Your instructions:
The answer must be every entry, retyped without a single difference.

Dataset excerpts:
Start of Block

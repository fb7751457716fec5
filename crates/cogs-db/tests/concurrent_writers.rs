//! Writers racing on a file-backed database through several pooled
//! connections, and through two `Database` handles that share no locks
//! (two processes on one file).

use chrono::{DateTime, TimeZone, Utc};
use cogs_core::{CostingMethod, LayerSource, Money, ShipmentEvent, StockReceipt};
use cogs_db::{Database, DbConfig};
use tempfile::TempDir;

// ---------------------------------------------------------------------------
// Fixtures
// ---------------------------------------------------------------------------

fn at(day: u32) -> DateTime<Utc> {
    Utc.with_ymd_and_hms(2026, 3, day, 9, 0, 0).unwrap()
}

async fn open(dir: &TempDir) -> Database {
    let config = DbConfig::new(dir.path().join("costbook.db")).max_connections(8);
    Database::new(config).await.unwrap()
}

async fn stock(db: &Database, sku: &str, qty: i64, cost: i64) {
    let engine = db.costing();
    engine
        .register_item(sku, &format!("{sku} item"), false, Money::ZERO)
        .await
        .unwrap();
    engine
        .receive_stock(&StockReceipt {
            sku: sku.to_string(),
            qty,
            unit_cost: Some(Money::from_major(cost)),
            received_at: at(1),
            source_type: LayerSource::StockIn,
            source_ref: None,
        })
        .await
        .unwrap();
}

// ---------------------------------------------------------------------------
// Tests
// ---------------------------------------------------------------------------

#[tokio::test(flavor = "multi_thread", worker_threads = 4)]
async fn different_skus_ship_in_parallel() {
    let dir = TempDir::new().unwrap();
    let db = open(&dir).await;

    let skus: Vec<String> = (0..8).map(|i| format!("SKU-{i}")).collect();
    for sku in &skus {
        stock(&db, sku, 100, 2).await;
    }

    let mut handles = Vec::new();
    for sku in &skus {
        for order in 0..10 {
            let engine = db.costing();
            let sku = sku.clone();
            handles.push(tokio::spawn(async move {
                engine
                    .apply_cogs_for_order_shipped(
                        &format!("SO-{sku}-{order}"),
                        &sku,
                        5,
                        at(5),
                        CostingMethod::Fifo,
                    )
                    .await
            }));
        }
    }

    for handle in handles {
        let outcome = handle.await.unwrap().unwrap();
        assert!(!outcome.already_applied);
        assert_eq!(outcome.total_amount, Money::from_major(10));
    }

    for sku in &skus {
        assert_eq!(db.layers().on_hand_qty(sku).await.unwrap(), 50);
    }
    assert_eq!(db.allocations().count().await.unwrap(), 80);
}

#[tokio::test(flavor = "multi_thread", worker_threads = 4)]
async fn duplicate_shipment_from_two_handles_costs_once() {
    let dir = TempDir::new().unwrap();
    let first = open(&dir).await;
    stock(&first, "C", 10, 4).await;
    let second = open(&dir).await;

    let mut handles = Vec::new();
    for i in 0..8 {
        let engine = if i % 2 == 0 {
            first.costing()
        } else {
            second.costing()
        };
        handles.push(tokio::spawn(async move {
            engine
                .apply_cogs_for_order_shipped("SO-1", "C", 3, at(5), CostingMethod::Fifo)
                .await
        }));
    }

    let mut fresh = 0;
    for handle in handles {
        let outcome = handle.await.unwrap().unwrap();
        assert_eq!(outcome.total_amount, Money::from_major(12));
        if !outcome.already_applied {
            fresh += 1;
        }
    }

    assert_eq!(fresh, 1);
    assert_eq!(first.layers().on_hand_qty("C").await.unwrap(), 7);
    assert_eq!(second.allocations().count().await.unwrap(), 1);
}

#[tokio::test(flavor = "multi_thread", worker_threads = 4)]
async fn one_sku_from_two_handles_never_oversells() {
    let dir = TempDir::new().unwrap();
    let first = open(&dir).await;
    stock(&first, "C", 50, 2).await;
    let second = open(&dir).await;

    let mut handles = Vec::new();
    for i in 0..12 {
        let engine = if i % 2 == 0 {
            first.costing_with(CostingMethod::Avg)
        } else {
            second.costing_with(CostingMethod::Avg)
        };
        handles.push(tokio::spawn(async move {
            engine
                .ship(&ShipmentEvent {
                    order_id: format!("SO-{i}"),
                    sku: "C".to_string(),
                    qty: 5,
                    shipped_at: at(5),
                })
                .await
        }));
    }

    let mut costed = 0;
    let mut short = 0;
    for handle in handles {
        match handle.await.unwrap() {
            Ok(_) => costed += 1,
            Err(err) if err.is_retryable() => short += 1,
            Err(err) => panic!("unexpected error: {err}"),
        }
    }

    assert_eq!(costed, 10);
    assert_eq!(short, 2);

    let snapshot = first.snapshots().get("C").await.unwrap();
    assert_eq!(snapshot.on_hand_qty, 0);
    assert_eq!(snapshot.on_hand_value, Money::ZERO);
    let rows = second.reports().allocations_between(at(1), at(10)).await.unwrap();
    assert_eq!(rows.len(), 10);
    assert_eq!(rows.iter().map(|r| r.amount).sum::<Money>(), Money::from_major(100));
}

#[tokio::test(flavor = "multi_thread", worker_threads = 4)]
async fn duplicate_return_from_two_handles_reverses_once() {
    let dir = TempDir::new().unwrap();
    let first = open(&dir).await;
    stock(&first, "C", 20, 3).await;
    first
        .costing()
        .apply_cogs_for_order_shipped("SO-1", "C", 6, at(5), CostingMethod::Fifo)
        .await
        .unwrap();
    let second = open(&dir).await;

    let mut handles = Vec::new();
    for i in 0..6 {
        let engine = if i % 2 == 0 {
            first.costing()
        } else {
            second.costing()
        };
        handles.push(tokio::spawn(async move {
            engine
                .apply_return_reversal("SO-1", "C", 6, at(7), CostingMethod::Fifo)
                .await
        }));
    }

    let mut fresh = 0;
    for handle in handles {
        let outcome = handle.await.unwrap().unwrap();
        assert_eq!(outcome.total_amount, Money::from_major(-18));
        if !outcome.already_applied {
            fresh += 1;
        }
    }

    assert_eq!(fresh, 1);
    assert_eq!(first.layers().on_hand_qty("C").await.unwrap(), 20);
    assert_eq!(second.reports().net_cogs_for_order("SO-1").await.unwrap(), Money::ZERO);
}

End of Block

Result of this exercise:
repository fb7751457716fec5
filename crates/cogs-db/tests/concurrent_writers.rs
//! Writers racing on a file-backed database through several pooled
//! connections, and through two `Database` handles that share no locks
//! (two processes on one file).

use chrono::{DateTime, TimeZone, Utc};
use cogs_core::{CostingMethod, LayerSource, Money, ShipmentEvent, StockReceipt};
use cogs_db::{Database, DbConfig};
use tempfile::TempDir;

// ---------------------------------------------------------------------------
// Fixtures
// ---------------------------------------------------------------------------

fn at(day: u32) -> DateTime<Utc> {
    Utc.with_ymd_and_hms(2026, 3, day, 9, 0, 0).unwrap()
}

async fn open(dir: &TempDir) -> Database {
    let config = DbConfig::new(dir.path().join("costbook.db")).max_connections(8);
    Database::new(config).await.unwrap()
}

async fn stock(db: &Database, sku: &str, qty: i64, cost: i64) {
    let engine = db.costing();
    engine
        .register_item(sku, &format!("{sku} item"), false, Money::ZERO)
        .await
        .unwrap();
    engine
        .receive_stock(&StockReceipt {
            sku: sku.to_string(),
            qty,
            unit_cost: Some(Money::from_major(cost)),
            received_at: at(1),
            source_type: LayerSource::StockIn,
            source_ref: None,
        })
        .await
        .unwrap();
}

// ---------------------------------------------------------------------------
// Tests
// ---------------------------------------------------------------------------

#[tokio::test(flavor = "multi_thread", worker_threads = 4)]
async fn different_skus_ship_in_parallel() {
    let dir = TempDir::new().unwrap();
    let db = open(&dir).await;

    let skus: Vec<String> = (0..8).map(|i| format!("SKU-{i}")).collect();
    for sku in &skus {
        stock(&db, sku, 100, 2).await;
    }

    let mut handles = Vec::new();
    for sku in &skus {
        for order in 0..10 {
            let engine = db.costing();
            let sku = sku.clone();
            handles.push(tokio::spawn(async move {
                engine
                    .apply_cogs_for_order_shipped(
                        &format!("SO-{sku}-{order}"),
                        &sku,
                        5,
                        at(5),
                        CostingMethod::Fifo,
                    )
                    .await
            }));
        }
    }

    for handle in handles {
        let outcome = handle.await.unwrap().unwrap();
        assert!(!outcome.already_applied);
        assert_eq!(outcome.total_amount, Money::from_major(10));
    }

    for sku in &skus {
        assert_eq!(db.layers().on_hand_qty(sku).await.unwrap(), 50);
    }
    assert_eq!(db.allocations().count().await.unwrap(), 80);
}

#[tokio::test(flavor = "multi_thread", worker_threads = 4)]
async fn duplicate_shipment_from_two_handles_costs_once() {
    let dir = TempDir::new().unwrap();
    let first = open(&dir).await;
    stock(&first, "C", 10, 4).await;
    let second = open(&dir).await;

    let mut handles = Vec::new();
    for i in 0..8 {
        let engine = if i % 2 == 0 {
            first.costing()
        } else {
            second.costing()
        };
        handles.push(tokio::spawn(async move {
            engine
                .apply_cogs_for_order_shipped("SO-1", "C", 3, at(5), CostingMethod::Fifo)
                .await
        }));
    }

    let mut fresh = 0;
    for handle in handles {
        let outcome = handle.await.unwrap().unwrap();
        assert_eq!(outcome.total_amount, Money::from_major(12));
        if !outcome.already_applied {
            fresh += 1;
        }
    }

    assert_eq!(fresh, 1);
    assert_eq!(first.layers().on_hand_qty("C").await.unwrap(), 7);
    assert_eq!(second.allocations().count().await.unwrap(), 1);
}

#[tokio::test(flavor = "multi_thread", worker_threads = 4)]
async fn one_sku_from_two_handles_never_oversells() {
    let dir = TempDir::new().unwrap();
    let first = open(&dir).await;
    stock(&first, "C", 50, 2).await;
    let second = open(&dir).await;

    let mut handles = Vec::new();
    for i in 0..12 {
        let engine = if i % 2 == 0 {
            first.costing_with(CostingMethod::Avg)
        } else {
            second.costing_with(CostingMethod::Avg)
        };
        handles.push(tokio::spawn(async move {
            engine
                .ship(&ShipmentEvent {
                    order_id: format!("SO-{i}"),
                    sku: "C".to_string(),
                    qty: 5,
                    shipped_at: at(5),
                })
                .await
        }));
    }

    let mut costed = 0;
    let mut short = 0;
    for handle in handles {
        match handle.await.unwrap() {
            Ok(_) => costed += 1,
            Err(err) if err.is_retryable() => short += 1,
            Err(err) => panic!("unexpected error: {err}"),
        }
    }

    assert_eq!(costed, 10);
    assert_eq!(short, 2);

    let snapshot = first.snapshots().get("C").await.unwrap();
    assert_eq!(snapshot.on_hand_qty, 0);
    assert_eq!(snapshot.on_hand_value, Money::ZERO);
    let rows = second.reports().allocations_between(at(1), at(10)).await.unwrap();
    assert_eq!(rows.len(), 10);
    assert_eq!(rows.iter().map(|r| r.amount).sum::<Money>(), Money::from_major(100));
}

#[tokio::test(flavor = "multi_thread", worker_threads = 4)]
async fn duplicate_return_from_two_handles_reverses_once() {
    let dir = TempDir::new().unwrap();
    let first = open(&dir).await;
    stock(&first, "C", 20, 3).await;
    first
        .costing()
        .apply_cogs_for_order_shipped("SO-1", "C", 6, at(5), CostingMethod::Fifo)
        .await
        .unwrap();
    let second = open(&dir).await;

    let mut handles = Vec::new();
    for i in 0..6 {
        let engine = if i % 2 == 0 {
            first.costing()
        } else {
            second.costing()
        };
        handles.push(tokio::spawn(async move {
            engine
                .apply_return_reversal("SO-1", "C", 6, at(7), CostingMethod::Fifo)
                .await
        }));
    }

    let mut fresh = 0;
    for handle in handles {
        let outcome = handle.await.unwrap().unwrap();
        assert_eq!(outcome.total_amount, Money::from_major(-18));
        if !outcome.already_applied {
            fresh += 1;
        }
    }

    assert_eq!(fresh, 1);
    assert_eq!(first.layers().on_hand_qty("C").await.unwrap(), 20);
    assert_eq!(second.reports().net_cogs_for_order("SO-1").await.unwrap(), Money::ZERO);
}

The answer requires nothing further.